“I couldn’t handle all the judging,” she said. That’s my friend, who probably would prefer to remain anonymous, and that’s what she said when she sent me a photo of her new book cover, wrought from an express mail envelope and wrapped around Dead Until Dark, the first book in Charlaine Harris’s Southern Vampire series.![]()
Are people going to think she’s reading porn? Yes, hopefully. But that possible embarrassment is preferable, both for my friend and for a lot of people, to being caught reading “low-lit” like Sookie Stackhouse.
But why share it with me? Because she bought it from me. Because she inquired, in a very small voice, whether my store had the book and, on finding we were sold out, whether I could discreetly order one for her.
I am a purveyor of guilty pleasures. A procurer of vices. As a bookseller at the “general interest” shop of one of the largest academic bookstores in the world and adjacent to the snootiest college campus in town , I see a lot of people buying their particular form of literary junk food.
And man, I indulge. Richard Condon, Thomas Disch, John le Carré, Raymond Chandler, Richard Stark, Patricia Highsmith, Robert Ludlum. . . .have you read The Friends of Eddie Coyle? By George V. Higgins? Do it. Lurid cover and all. And those are just some of the classics.
ANYWAY, a man and woman come into the shop late in the evening. It’s a particularly humid summer or they’d be wearing trench coats and, probably, fake noses. With an air of embarrassment, the woman approaches me and, in hushed tones, asks for some recommendations in the mystery section. “They’re not for me,” she says. The man lurks in a corner, watching us over the edge the new Marilynne Robinson. At 57th Street Books, you see, the Mystery section is stocked with thrillers, detective novels and procedurals, murder mysteries, espionage, classic noir, NYRB’s Simenon reprints and a lot more—in short, a ton of really awesome books that people eat, in a manner of speaking, like candy. For other folks, it’s a wall of shame, a monument to their lack of willpower and inability to actually be as stuffy as they aspire to be or appear.
But sometimes you don’t want to read a history of antisemitism in Great Britain or a memoir of a gay soldier or of the importance of the Talmud in the formation of modern republics (!?). No matter how well they’re written. Sometimes you want spies and sex and murder and, well, sometimes you want some good filthy fun.
Like Philip Kerr.
As I made my recommendations to the woman (There are new Parker novels out! Every Man Dies Alone!), the man, her husband, sidled closer and closer, and finally joins the conversation. The books are for him, but he was too shy to ask. An extreme example, but true. Now that we’re finally talking, he refers to his new-found (or so he’d have me believe) penchant for what he calls “page-turners” a bit sheepishly. His wife called it “that thing you’re doing that I’m not doing” before retreating to the poetry section.
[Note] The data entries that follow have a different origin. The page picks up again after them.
// Copyright (c) 2025 tubequeue contributors
// Licensed under the MIT License. See LICENSE file for details.

//! Job types for the download lifecycle engine.

use chrono::{DateTime, Utc};
use serde::{Deserialize, Serialize};

/// Opaque job identifier (UUID v4, hex, 32 chars). Generated at submission,
/// never reused.
pub type JobId = String;

/// Generate a random UUID v4 job identifier.
pub fn new_job_id() -> JobId {
    use rand::Rng;

    let mut rng = rand::thread_rng();

    // Generate 16 random bytes
    let mut bytes = [0u8; 16];
    rng.fill(&mut bytes);

    // Set version (4) and variant (RFC 4122) bits
    bytes[6] = (bytes[6] & 0x0f) | 0x40; // Version 4
    bytes[8] = (bytes[8] & 0x3f) | 0x80; // Variant RFC 4122

    let mut out = String::with_capacity(32);
    for b in bytes {
        out.push_str(&format!("{:02x}", b));
    }
    out
}

/// Status of a download job.
#[derive(Debug, Clone, Copy, PartialEq, Eq, Serialize, Deserialize)]
#[serde(rename_all = "lowercase")]
pub enum JobStatus {
    /// Waiting in the admission queue
    Queued,
    /// Worker process running
    Downloading,
    /// Worker process suspended by user
    Paused,
    /// Worker exited with code 0
    Completed,
    /// Worker failed to start or exited non-zero
    Error,
}

impl JobStatus {
    /// Returns true if no further transitions leave this status.
    pub fn is_terminal(self) -> bool {
        matches!(self, JobStatus::Completed | JobStatus::Error)
    }

    pub fn as_str(self) -> &'static str {
        match self {
            JobStatus::Queued => "queued",
            JobStatus::Downloading => "downloading",
            JobStatus::Paused => "paused",
            JobStatus::Completed => "completed",
            JobStatus::Error => "error",
        }
    }
}

/// Submission input for a new download job.
#[derive(Debug, Clone, Deserialize)]
pub struct SubmitRequest {
    /// Source URL.
    pub url: String,
    /// Format selector passed to the worker (e.g. "137", "bestaudio").
    pub format_id: String,
    /// Display title; sanitized before it becomes a filename.
    #[serde(default)]
    pub title: String,
    /// Channel / uploader name (display only).
    #[serde(default)]
    pub channel: Option<String>,
    /// Thumbnail URL (display only).
    #[serde(default)]
    pub thumbnail: Option<String>,
}

/// One tracked download job, from submission to terminal state.
#[derive(Debug, Clone)]
pub struct Job {
    pub id: JobId,
    pub url: String,
    pub format_id: String,
    pub title: String,
    pub channel: Option<String>,
    pub thumbnail: Option<String>,
    pub status: JobStatus,
    /// Percent complete, 0-100. Never regresses within a single run.
    pub progress: f64,
    /// Public path of the output file. Set on successful worker start,
    /// cleared again if the worker exits with an error.
    pub output_path: Option<String>,
    pub created_at: DateTime<Utc>,
}

impl Job {
    /// Create a fresh job record in `Queued` at progress 0.
    pub fn new(id: JobId, req: SubmitRequest) -> Self {
        Self {
            id,
            url: req.url,
            format_id: req.format_id,
            title: req.title,
            channel: req.channel,
            thumbnail: req.thumbnail,
            status: JobStatus::Queued,
            progress: 0.0,
            output_path: None,
            created_at: Utc::now(),
        }
    }

    /// The full observable state of this job, as sent to observers.
    pub fn snapshot(&self) -> JobSnapshot {
        JobSnapshot {
            id: self.id.clone(),
            status: self.status,
            progress: self.progress,
            file_path: self.output_path.clone(),
        }
    }
}

/// Status event / snapshot shape pushed to every observer. Callers
/// distinguish outcomes solely by `status`, never by shape.
#[derive(Debug, Clone, Serialize)]
#[serde(rename_all = "camelCase")]
pub struct JobSnapshot {
    pub id: JobId,
    pub status: JobStatus,
    pub progress: f64,
    pub file_path: Option<String>,
}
Why should they be ashamed? Shouldn’t books be page-turners, regardless of their other ambitions? One thought: the guilt is part of the pleasure. But I learned long ago that you can nest your snobbery in an appreciation for “low-lit,” if you even want to call it that, or you can elevate it to whatever heights you can imagine with sheer enthusiasm. And with introductions to these books by Luc Sante and William Vollman and Louis Menand and John Banville (who, as Benjamin Black, writes middling thrillers of his own) and publishers like NYRB and Europa Editions and the University of Chicago Press putting these out, it’s only a matter of time before the snobs get lost and only the readers survive, in the broadest sense of the population, and my friend can throw away her express mail envelope and read her vampire novel in public and in peace.


I have Friends of Eddie Coyle on my shelves, with a less garish cover. I think I bought it at an independent bookstore in Blue Hill, Maine, in 1989. Is it really that trashy? I can’t wait to read it again to find out!!
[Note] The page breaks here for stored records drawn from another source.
// Copyright (c) 2025 tubequeue contributors
// Licensed under the MIT License. See LICENSE file for details.

//! Worker process supervision.
//!
//! Owns one external `yt-dlp` invocation from start to termination:
//! builds the argv from the job's format selector and sanitized title,
//! spawns the process, translates its progress output into `WorkerEvent`s,
//! and delivers pause/resume/terminate signals.
//!
//! Progress lines look like `[download]  42.3% of 10.00MiB at ...`. The
//! worker may emit several progress sequences (separate video/audio passes,
//! then a merge post-process), so a parsed value is only forwarded if it is
//! greater than the last forwarded value — or exactly zero, which marks the
//! legitimate start of a new segment. Naive forwarding would show visible
//! regressions.

use std::io;
use std::path::{Path, PathBuf};
use std::process::Stdio;

use once_cell::sync::Lazy;
use regex::Regex;
use tokio::io::{AsyncBufReadExt, BufReader};
use tokio::process::Command;
use tokio::sync::mpsc;

use super::types::{Job, JobId};

/// Numeric percentage in a worker progress line.
static PERCENT_RE: Lazy<Regex> =
    Lazy::new(|| Regex::new(r"(\d{1,3}(?:\.\d{1,2})?)%").expect("valid percent regex"));

/// Events emitted by a supervised worker, funneled into the coordinator's
/// serialization point.
#[derive(Debug)]
pub enum WorkerEvent {
    /// A new (already filtered) progress value.
    Progress { id: JobId, percent: f64 },
    /// The process exited. `code` is None when killed by a signal.
    Exited { id: JobId, code: Option<i32> },
}

/// Live association between a job and its running worker. At most one per
/// job id; owned by the coordinator while the job is admitted.
#[derive(Debug)]
pub struct ProcessHandle {
    pub job_id: JobId,
    pid: u32,
}

impl ProcessHandle {
    /// Suspend the worker (SIGSTOP).
    pub fn pause(&self) -> io::Result<()> {
        send_signal(self.pid, SignalKind::Stop)
    }

    /// Continue a suspended worker (SIGCONT).
    pub fn resume(&self) -> io::Result<()> {
        send_signal(self.pid, SignalKind::Continue)
    }

    /// Forcibly kill the worker (SIGKILL). Used for cancellation; the
    /// coordinator releases the admission slot.
    pub fn terminate(&self) -> io::Result<()> {
        send_signal(self.pid, SignalKind::Kill)
    }
}

#[derive(Debug, Clone, Copy)]
enum SignalKind {
    Stop,
    Continue,
    Kill,
}

#[cfg(unix)]
fn send_signal(pid: u32, kind: SignalKind) -> io::Result<()> {
    let sig = match kind {
        SignalKind::Stop => libc::SIGSTOP,
        SignalKind::Continue => libc::SIGCONT,
        SignalKind::Kill => libc::SIGKILL,
    };
    let rc = unsafe { libc::kill(pid as libc::pid_t, sig) };
    if rc == 0 {
        Ok(())
    } else {
        Err(io::Error::last_os_error())
    }
}

#[cfg(not(unix))]
fn send_signal(_pid: u32, _kind: SignalKind) -> io::Result<()> {
    Err(io::Error::new(
        io::ErrorKind::Unsupported,
        "worker signals require a Unix platform",
    ))
}

/// Sanitize a display title into a filesystem-safe filename stem: letters,
/// digits, underscore, hyphen, and space survive; everything else becomes
/// an underscore.
pub fn sanitize_title(title: &str) -> String {
    title
        .chars()
        .map(|c| {
            if c.is_ascii_alphanumeric() || c == '_' || c == '-' || c == ' ' {
                c
            } else {
                '_'
            }
        })
        .collect()
}

/// Container extension for a format selector: audio-only selectors target
/// mp3, everything else is merged into mp4.
pub fn output_extension(format_id: &str) -> &'static str {
    if format_id.contains("audio") {
        "mp3"
    } else {
        "mp4"
    }
}

/// Stream selection expression: audio selectors pass through unchanged; any
/// other selector gets a best-audio fallback so video and audio merge.
pub fn format_expression(format_id: &str) -> String {
    if format_id.contains("audio") {
        format_id.to_string()
    } else {
        format!("{}+bestaudio/best", format_id)
    }
}

/// Filesystem output path for a job under the storage root. Two jobs with
/// colliding sanitized titles collide here; accepted, not silently resolved.
pub fn output_file(storage_dir: &Path, title: &str, format_id: &str) -> PathBuf {
    let filename = format!("{}.{}", sanitize_title(title), output_extension(format_id));
    storage_dir.join(filename)
}

/// Public URL path for a completed file. The sanitized charset leaves only
/// spaces to escape.
pub fn public_path(title: &str, format_id: &str) -> String {
    let filename = format!("{}.{}", sanitize_title(title), output_extension(format_id));
    format!("/downloads/{}", filename.replace(' ', "%20"))
}

/// Worker argv for one job.
pub fn build_args(job: &Job, output: &Path) -> Vec<String> {
    vec![
        "-f".into(),
        format_expression(&job.format_id),
        "--merge-output-format".into(),
        output_extension(&job.format_id).into(),
        "--newline".into(),
        "--progress".into(),
        "--no-warnings".into(),
        "--ignore-errors".into(),
        "-o".into(),
        output.to_string_lossy().into_owned(),
        job.url.clone(),
    ]
}

/// Extract the percentage from one worker output line, if it carries one.
pub fn parse_progress_line(line: &str) -> Option<f64> {
    if !line.contains('%') {
        return None;
    }
    let caps = PERCENT_RE.captures(line)?;
    caps.get(1)?.as_str().parse().ok()
}

/// Forwarding filter: a value passes only if it advances past the last
/// forwarded one, or is exactly zero (new-segment reset notification).
pub fn should_forward(percent: f64, last_forwarded: f64) -> bool {
    percent > last_forwarded || percent == 0.0
}

/// Spawn one worker for `job` and supervise it: a reader task parses stdout
/// progress, logs stderr, and reports the exit through `events`. Exactly one
/// process per call; the returned handle is the only way to signal it.
pub fn spawn_worker(
    job: &Job,
    program: &str,
    storage_dir: &Path,
    events: mpsc::UnboundedSender<WorkerEvent>,
) -> io::Result<ProcessHandle> {
    let output = output_file(storage_dir, &job.title, &job.format_id);
    let args = build_args(job, &output);

    let mut child = Command::new(program)
        .args(&args)
        .stdin(Stdio::null())
        .stdout(Stdio::piped())
        .stderr(Stdio::piped())
        .spawn()?;

    let pid = child.id().ok_or_else(|| {
        io::Error::new(io::ErrorKind::Other, "worker exited before pid was known")
    })?;

    tracing::info!(job_id = %job.id, pid, title = %job.title, "worker started");

    let id = job.id.clone();
    let stdout = child.stdout.take();
    let stderr = child.stderr.take();

    if let Some(stderr) = stderr {
        let id = id.clone();
        tokio::spawn(async move {
            let mut lines = BufReader::new(stderr).lines();
            while let Ok(Some(line)) = lines.next_line().await {
                tracing::debug!(job_id = %id, "worker stderr: {}", line);
            }
        });
    }

    tokio::spawn(async move {
        if let Some(stdout) = stdout {
            let mut lines = BufReader::new(stdout).lines();
            let mut last_forwarded = 0.0_f64;
            while let Ok(Some(line)) = lines.next_line().await {
                let Some(percent) = parse_progress_line(&line) else {
                    continue;
                };
                if should_forward(percent, last_forwarded) {
                    last_forwarded = percent;
                    if events
                        .send(WorkerEvent::Progress {
                            id: id.clone(),
                            percent,
                        })
                        .is_err()
                    {
                        // Coordinator gone; keep draining so the child
                        // doesn't block on a full pipe.
                        break;
                    }
                }
            }
        }

        let code = match child.wait().await {
            Ok(status) => status.code(),
            Err(e) => {
                tracing::warn!(job_id = %id, "worker wait failed: {}", e);
                None
            }
        };
        tracing::info!(job_id = %id, ?code, "worker exited");
        let _ = events.send(WorkerEvent::Exited { id, code });
    });

    Ok(ProcessHandle { job_id: job.id.clone(), pid })
}

#[cfg(test)]
mod tests {
    use super::*;
    use crate::jobs::types::{new_job_id, SubmitRequest};

    fn job(title: &str, format_id: &str) -> Job {
        Job::new(
            new_job_id(),
            SubmitRequest {
                url: "https://example.com/watch?v=abc".into(),
                format_id: format_id.into(),
                title: title.into(),
                channel: None,
                thumbnail: None,
            },
        )
    }

    #[test]
    fn sanitize_keeps_safe_subset() {
        assert_eq!(sanitize_title("My Video - Part 2"), "My Video - Part 2");
        assert_eq!(sanitize_title("a/b\\c:d*e?\"f\""), "a_b_c_d_e__f_");
        assert_eq!(sanitize_title("日本語 title!"), "____ title_");
    }

    #[test]
    fn audio_selector_passes_through_to_mp3() {
        assert_eq!(format_expression("bestaudio"), "bestaudio");
        assert_eq!(output_extension("bestaudio"), "mp3");
    }

    #[test]
    fn video_selector_gets_bestaudio_fallback_and_mp4() {
        assert_eq!(format_expression("137"), "137+bestaudio/best");
        assert_eq!(output_extension("137"), "mp4");
    }

    #[test]
    fn argv_matches_worker_contract() {
        let j = job("Talk", "137");
        let out = output_file(Path::new("/var/data/downloads"), &j.title, &j.format_id);
        let args = build_args(&j, &out);
        assert_eq!(
            args,
            vec![
                "-f",
                "137+bestaudio/best",
                "--merge-output-format",
                "mp4",
                "--newline",
                "--progress",
                "--no-warnings",
                "--ignore-errors",
                "-o",
                "/var/data/downloads/Talk.mp4",
                "https://example.com/watch?v=abc",
            ]
        );
    }

    #[test]
    fn public_path_escapes_spaces_only() {
        assert_eq!(
            public_path("My Talk", "bestaudio"),
            "/downloads/My%20Talk.mp3"
        );
    }

    #[test]
    fn parses_percent_lines() {
        assert_eq!(
            parse_progress_line("[download]  42.3% of 10.00MiB at 1.2MiB/s"),
            Some(42.3)
        );
        assert_eq!(parse_progress_line("[download] 100% of 10MiB"), Some(100.0));
        assert_eq!(parse_progress_line("[merge] finishing up"), None);
        assert_eq!(parse_progress_line("no percent here"), None);
    }

    #[test]
    fn malformed_percent_lines_are_skipped() {
        assert_eq!(parse_progress_line("stuck at ...% somewhere"), None);
    }

    #[test]
    fn forward_filter_is_monotonic_with_zero_reset() {
        assert!(should_forward(5.0, 0.0));
        assert!(!should_forward(5.0, 10.0));
        assert!(!should_forward(10.0, 10.0));
        assert!(should_forward(0.0, 87.5));
    }

    /// Stub worker: a shell script that ignores the yt-dlp argv and prints
    /// canned progress lines.
    #[cfg(unix)]
    fn stub_worker(dir: &Path, body: &str) -> PathBuf {
        use std::os::unix::fs::PermissionsExt;

        let path = dir.join("fake-yt-dlp");
        std::fs::write(&path, format!("#!/bin/sh\n{}\n", body)).unwrap();
        std::fs::set_permissions(&path, std::fs::Permissions::from_mode(0o755)).unwrap();
        path
    }

    #[tokio::test]
    #[cfg(unix)]
    async fn supervises_a_stub_worker_to_exit() {
        let dir = tempfile::tempdir().unwrap();
        let program = stub_worker(
            dir.path(),
            "printf '[download]  50.0%% of x\\n[download] 100%% of x\\n'",
        );

        let (tx, mut rx) = mpsc::unbounded_channel();
        let j = job("stub", "137");
        let handle = spawn_worker(&j, program.to_str().unwrap(), dir.path(), tx).unwrap();
        assert_eq!(handle.job_id, j.id);

        let mut percents = Vec::new();
        let mut exit = None;
        while let Some(ev) = rx.recv().await {
            match ev {
                WorkerEvent::Progress { percent, .. } => percents.push(percent),
                WorkerEvent::Exited { code, .. } => {
                    exit = Some(code);
                    break;
                }
            }
        }
        assert_eq!(percents, vec![50.0, 100.0]);
        assert_eq!(exit, Some(Some(0)));
    }

    #[tokio::test]
    #[cfg(unix)]
    async fn regressing_progress_is_not_forwarded() {
        let dir = tempfile::tempdir().unwrap();
        let program = stub_worker(
            dir.path(),
            "printf '[download] 80%% of x\\n[download] 30%% of x\\n[download] 90%% of x\\n'",
        );

        let (tx, mut rx) = mpsc::unbounded_channel();
        let j = job("regress", "137");
        spawn_worker(&j, program.to_str().unwrap(), dir.path(), tx).unwrap();

        let mut percents = Vec::new();
        while let Some(ev) = rx.recv().await {
            match ev {
                WorkerEvent::Progress { percent, .. } => percents.push(percent),
                WorkerEvent::Exited { .. } => break,
            }
        }
        assert_eq!(percents, vec![80.0, 90.0]);
    }

    #[tokio::test]
    #[cfg(unix)]
    async fn nonzero_exit_is_reported() {
        let dir = tempfile::tempdir().unwrap();
        let program = stub_worker(dir.path(), "exit 3");

        let (tx, mut rx) = mpsc::unbounded_channel();
        let j = job("fail", "137");
        spawn_worker(&j, program.to_str().unwrap(), dir.path(), tx).unwrap();

        loop {
            match rx.recv().await.expect("event") {
                WorkerEvent::Exited { code, .. } => {
                    assert_eq!(code, Some(3));
                    break;
                }
                WorkerEvent::Progress { .. } => {}
            }
        }
    }

    #[tokio::test]
    async fn spawn_of_missing_program_fails() {
        let (tx, _rx) = mpsc::unbounded_channel();
        let j = job("nope", "137");
        let err = spawn_worker(&j, "/nonexistent/worker", Path::new("/tmp"), tx);
        assert!(err.is_err());
    }
}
Exactly the problem, Jonathan! It’s not trashy at all. It’s brilliant, but marginalized by genre and loaded down with a cover that could keep it from a wider readership, even as it attracts the skulkers and mystery readers. That cover could keep it from the people caught up by appearance and unwilling to discover a great, gritty Irish-American crime novel in dialogue.
[...] The Constant Conversation, “I couldn’t handle all the judging”, about a woman who actually uses newsprint to cover hardbacks of which she is ashamed to be seen [...]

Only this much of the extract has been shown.